Fagan began laughing. “God almighty! This feller’s on the full razzle, he is. Smells like a gin house ‘n here,” he said, waving his hands.
O’Daly stepped towards Jeckell, papers thrust in front of him.
Jeckell leaned back, waving him away. 
“Be gone, Satan!” He threw the remainder of his drink at the specter approaching him.
“Mad yoke thinks you’re the Quare One,” Fagan said.
O’Daly lashed out with the shillelagh, smashing Jeckell’s knee. The man roared in pain, falling forward onto the floor.
“Yeah, ya stupid Prod, that be me. You’re gonna sign your soul to me, here ‘n now,” O’Daly said in his high tenor. “Fagan, get him to sign the bloody thing and let’s be off.”
Fagan knelt down next to Jeckell. 
“I’m the Quare One’s demon. Give us your name here,” he said, pointing, “Or the Sluagh will be comin’ next.” 
Jeckell took the pen, his hand trembling, unable to write. 
“Get the man a drink first or his scrawl will be worth nuthin’,” O’Daly said. “I can feel his tremors as easily as you can see ‘em.”
Fagan grabbed Jeckell’s head and poured a long shot down his throat. 
“Open up, Proddy, here comes the courage.” 
Jeckell swallowed a mouthful and coughed, spitting the rest on Fagan. 

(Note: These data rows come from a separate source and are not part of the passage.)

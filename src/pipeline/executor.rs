//! Sequential pipeline executor
//!
//! One explicit function walks the stage descriptors in fixed order against a
//! shared LLM handle. The document is extracted once per run; each stage sees
//! the extracted text, the user query, and the upstream results it declares.
//! Stage invocations are bounded by the agent's `max_iter` and spaced to
//! honor its `max_rpm`.

use std::sync::Arc;
use std::time::Duration;

use crate::agents::ToolKind;
use crate::config::PipelineConfig;
use crate::error::{Error, Result};
use crate::extraction;
use crate::providers::llm::LlmProvider;
use crate::providers::search::{SearchHit, SearchProvider};
use crate::types::report::{PipelineRun, StageOutput};
use crate::types::request::AnalysisRequest;

use super::prompt::{is_rejection, PromptBuilder};
use super::stage::{stages, StageKind, StageSpec};

/// The advisory pipeline: a shared LLM handle, an optional web-search
/// capability, and behavior configuration
///
/// Holds no per-run state; independent runs may execute concurrently.
pub struct Pipeline {
    llm: Arc<dyn LlmProvider>,
    search: Option<Arc<dyn SearchProvider>>,
    config: PipelineConfig,
}

impl Pipeline {
    /// Create a pipeline over a shared LLM handle
    pub fn new(llm: Arc<dyn LlmProvider>, config: PipelineConfig) -> Self {
        Self {
            llm,
            search: None,
            config,
        }
    }

    /// Attach the optional web-search capability
    pub fn with_search(mut self, search: Arc<dyn SearchProvider>) -> Self {
        self.search = Some(search);
        self
    }

    /// Execute a full run: extraction, then the four stages strictly in order
    ///
    /// Extraction failures do not abort the run; the fail-soft error string
    /// flows into the stages as document content. LLM failures propagate;
    /// the pipeline does not retry a failed stage beyond the agent's bounds.
    pub async fn run(&self, request: &AnalysisRequest) -> Result<PipelineRun> {
        tracing::info!(
            file = %request.file_path.display(),
            model = self.llm.model(),
            "starting advisory pipeline run"
        );

        let document_text = extraction::read_document(&request.file_path);
        let mut run = PipelineRun::new(request.file_path.clone(), request.query.clone());

        for stage in stages() {
            let upstream: Vec<StageOutput> = stage
                .depends_on
                .iter()
                .filter_map(|kind| run.output(*kind).cloned())
                .collect();
            let upstream_refs: Vec<&StageOutput> = upstream.iter().collect();

            let search_hits = self.search_context(&stage, &request.query).await;

            let system =
                PromptBuilder::build_system_prompt(&stage, &request.file_path, &request.query);
            let prompt = PromptBuilder::build_stage_prompt(
                &stage,
                &request.file_path,
                &request.query,
                &document_text,
                &upstream_refs,
                &search_hits,
            );

            tracing::info!(stage = %stage.kind, role = %stage.agent.role, "invoking stage");
            let text = self.invoke_stage(&stage, &system, &prompt).await?;
            tracing::debug!(stage = %stage.kind, chars = text.len(), "stage complete");

            let rejected = stage.kind == StageKind::Verification && is_rejection(&text);
            run.record(StageOutput::new(stage.kind, &stage.agent.role, text));

            if rejected {
                if self.config.halt_on_rejection {
                    tracing::warn!("verifier rejected the document, halting run");
                    break;
                }
                tracing::warn!("verifier rejected the document, continuing (gating disabled)");
            }
        }

        Ok(run)
    }

    /// Run a web search for stages that carry the tool, when a provider is
    /// attached. Search failures are logged and swallowed; the stage still
    /// runs on document content alone.
    async fn search_context(&self, stage: &StageSpec, query: &str) -> Vec<SearchHit> {
        if !stage.has_tool(ToolKind::WebSearch) {
            return Vec::new();
        }
        let Some(search) = &self.search else {
            return Vec::new();
        };

        match search.search(query).await {
            Ok(hits) => {
                tracing::debug!(stage = %stage.kind, hits = hits.len(), "web search complete");
                hits
            }
            Err(e) => {
                tracing::warn!(stage = %stage.kind, error = %e, "web search failed, continuing without it");
                Vec::new()
            }
        }
    }

    /// Invoke the LLM for one stage, bounded by `max_iter` attempts and
    /// spaced to honor `max_rpm`
    ///
    /// Only empty responses are retried here; transport/provider errors
    /// propagate immediately (the provider owns its own retry policy).
    async fn invoke_stage(&self, stage: &StageSpec, system: &str, prompt: &str) -> Result<String> {
        let min_interval =
            Duration::from_secs_f64(60.0 / f64::from(stage.agent.max_rpm.max(1)));
        let mut last_call: Option<tokio::time::Instant> = None;

        for attempt in 0..stage.agent.max_iter {
            if let Some(last) = last_call {
                tokio::time::sleep_until(last + min_interval).await;
            }
            last_call = Some(tokio::time::Instant::now());

            let text = self.llm.generate(system, prompt).await?;
            let text = text.trim();
            if !text.is_empty() {
                return Ok(text.to_string());
            }

            tracing::warn!(
                stage = %stage.kind,
                attempt = attempt + 1,
                max_iter = stage.agent.max_iter,
                "stage produced empty output"
            );
        }

        Err(Error::llm(format!(
            "{} produced no output after {} attempts",
            stage.agent.role, stage.agent.max_iter
        )))
    }
}

#[cfg(test)]
mod tests {
    use super::*;
    use async_trait::async_trait;
    use std::collections::VecDeque;
    use std::sync::Mutex;

    struct MockLlm {
        calls: Mutex<Vec<(String, String)>>,
        responses: Mutex<VecDeque<String>>,
    }

    impl MockLlm {
        fn new(responses: &[&str]) -> Arc<Self> {
            Arc::new(Self {
                calls: Mutex::new(Vec::new()),
                responses: Mutex::new(responses.iter().map(|s| s.to_string()).collect()),
            })
        }

        fn calls(&self) -> Vec<(String, String)> {
            self.calls.lock().unwrap().clone()
        }
    }

    #[async_trait]
    impl LlmProvider for MockLlm {
        async fn generate(&self, system: &str, prompt: &str) -> Result<String> {
            self.calls
                .lock()
                .unwrap()
                .push((system.to_string(), prompt.to_string()));
            Ok(self.responses.lock().unwrap().pop_front().unwrap_or_default())
        }

        async fn health_check(&self) -> Result<bool> {
            Ok(true)
        }

        fn name(&self) -> &str {
            "mock"
        }

        fn model(&self) -> &str {
            "mock-model"
        }
    }

    struct MockSearch;

    #[async_trait]
    impl SearchProvider for MockSearch {
        async fn search(&self, _query: &str) -> Result<Vec<SearchHit>> {
            Ok(vec![SearchHit {
                title: "Q3 earnings coverage".to_string(),
                link: "https://example.com/earnings".to_string(),
                snippet: "analysts expect margin expansion".to_string(),
            }])
        }

        fn name(&self) -> &str {
            "mock"
        }
    }

    fn request() -> AnalysisRequest {
        AnalysisRequest::new("missing.pdf", "should I invest?")
    }

    #[tokio::test(start_paused = true)]
    async fn runs_all_stages_in_order() {
        let llm = MockLlm::new(&[
            "VERDICT: APPROVED\nLooks like a 10-K.",
            "revenue grew 12%",
            "high leverage risk",
            "hold",
        ]);
        let pipeline = Pipeline::new(llm.clone(), PipelineConfig::default());

        let run = pipeline.run(&request()).await.unwrap();

        assert_eq!(run.verification.as_ref().unwrap().text, "VERDICT: APPROVED\nLooks like a 10-K.");
        assert_eq!(run.analysis.as_ref().unwrap().text, "revenue grew 12%");
        assert_eq!(run.risk_assessment.as_ref().unwrap().text, "high leverage risk");
        assert_eq!(run.report(), Some("hold"));

        let calls = llm.calls();
        assert_eq!(calls.len(), 4);
        // Advisory reads exactly the analysis and risk results
        let (_, advisory_prompt) = &calls[3];
        assert!(advisory_prompt.contains("revenue grew 12%"));
        assert!(advisory_prompt.contains("high leverage risk"));
        // Verification reads no upstream result
        let (_, verification_prompt) = &calls[0];
        assert!(!verification_prompt.contains("revenue grew 12%"));
    }

    #[tokio::test(start_paused = true)]
    async fn extraction_failure_flows_through_as_text() {
        let llm = MockLlm::new(&["VERDICT: REJECTED\nUnreadable.", "a", "b", "c"]);
        let pipeline = Pipeline::new(llm.clone(), PipelineConfig::default());

        let run = pipeline.run(&request()).await.unwrap();

        // The fail-soft extraction string reaches the stages as content
        let (_, verification_prompt) = &llm.calls()[0];
        assert!(verification_prompt.contains("Error reading PDF missing.pdf: "));
        // Rejection is advisory by default: all stages still ran
        assert!(run.advisory.is_some());
        assert_eq!(llm.calls().len(), 4);
    }

    #[tokio::test(start_paused = true)]
    async fn rejection_halts_when_gating_enabled() {
        let llm = MockLlm::new(&["VERDICT: REJECTED\nNot a financial filing."]);
        let config = PipelineConfig {
            halt_on_rejection: true,
            ..Default::default()
        };
        let pipeline = Pipeline::new(llm.clone(), config);

        let run = pipeline.run(&request()).await.unwrap();

        assert!(run.verification.is_some());
        assert!(run.analysis.is_none());
        assert!(run.risk_assessment.is_none());
        assert!(run.advisory.is_none());
        assert_eq!(llm.calls().len(), 1);
    }

    #[tokio::test(start_paused = true)]
    async fn empty_responses_exhaust_iteration_bound() {
        let llm = MockLlm::new(&[]);
        let pipeline = Pipeline::new(llm.clone(), PipelineConfig::default());

        let err = pipeline.run(&request()).await.unwrap_err();

        assert!(matches!(err, Error::Llm(_)));
        // Verifier's max_iter is 3; the run never reaches later stages
        assert_eq!(llm.calls().len(), 3);
    }

    #[tokio::test(start_paused = true)]
    async fn search_context_reaches_only_search_enabled_stages() {
        let llm = MockLlm::new(&["VERDICT: APPROVED", "analysis", "risk", "buy"]);
        let pipeline = Pipeline::new(llm.clone(), PipelineConfig::default())
            .with_search(Arc::new(MockSearch));

        pipeline.run(&request()).await.unwrap();

        let calls = llm.calls();
        // Analysis carries the web-search tool
        assert!(calls[1].1.contains("analysts expect margin expansion"));
        // Verification and advisory do not
        assert!(!calls[0].1.contains("analysts expect margin expansion"));
        assert!(!calls[3].1.contains("analysts expect margin expansion"));
    }
}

“Fer feck’s sake!” He slapped Jeckell. “Now, sign, Jeckell heard the demon say, shoving a pen in his hand. Jeckell scratched his name onto the paper. 
“Is but a scrawl, but should do,” Fagan said, placing the document in his coat.
O’Daly leaned in close to Jeckell. A cloud of cheap bourbon rose to meet him. 
“Your soul’s mine now, ya hear me? Speak a word of our deal ‘n you’ll feel some true wrath of God.” 
Jeckell crawled back to the corner, shaking. A slow warmth spilled into his crotch. He took no notice, but his knee spoke to him, throbbing with a righteous, white-hot message: God was speaking through his agony! Kill Satan and his demon! He grabbed the oil lantern and quickly threw it. His actions were erratic, almost feral. Jeckell fell further back into the shadows, giggling like a school boy. The lantern bounced off Fagan’s back, smashing the glass chimney. 
O’Daly turned and in one motion kicked the lamp. It burst open, spilling flames around the room. 
Jeckell welcomed the flames, their warmth, their singular devotion. For the first time in months, or was it years, a calm descended that could only have come from God himself. He had been forgiven! The flames licked closer, first to consume his clothing and then his flesh. Delirious and dying he muttered “Thank you” to the apparition, now leaving his home. He closed his eyes and embraced the cleansing fire of God.
Outside, the two Irishmen watched the flames rising higher. 
“Crazy fucker right roasted himself!” Fagan said, laughing. “I mean, wot ’a ting!”
O’Daly was in no mood for Fagan’s quips. 
“Shut it, Fagan. Get back to camp and give the paper to Quinn afore the whole town wakes.” He grabbed Fagan’s arm. “No booze, you hear me? And don’t you be doin’ something daft. You’ll feel the love from my shillelagh as right as that arse Jeckell did. Now move!”
The crackling of timbers and the roar of the flames filled the night air. Fagan was long gone but O’Daly had loitered behind. The smoke and the sound of flames took him back to Ireland. It was going on twelve years since his wife, Sylvie died in County Cork. A fire had started in their home, he had panicked, running from room to room but the flames gradually smothered Sylvie’s screams.


He listened a moment longer, hearing the flames whisper the name of his love. In the darkness, a tear escaped and he gave into his grief, falling to his knees, begging to be forgiven for a loss he would blame himself for until the day he died.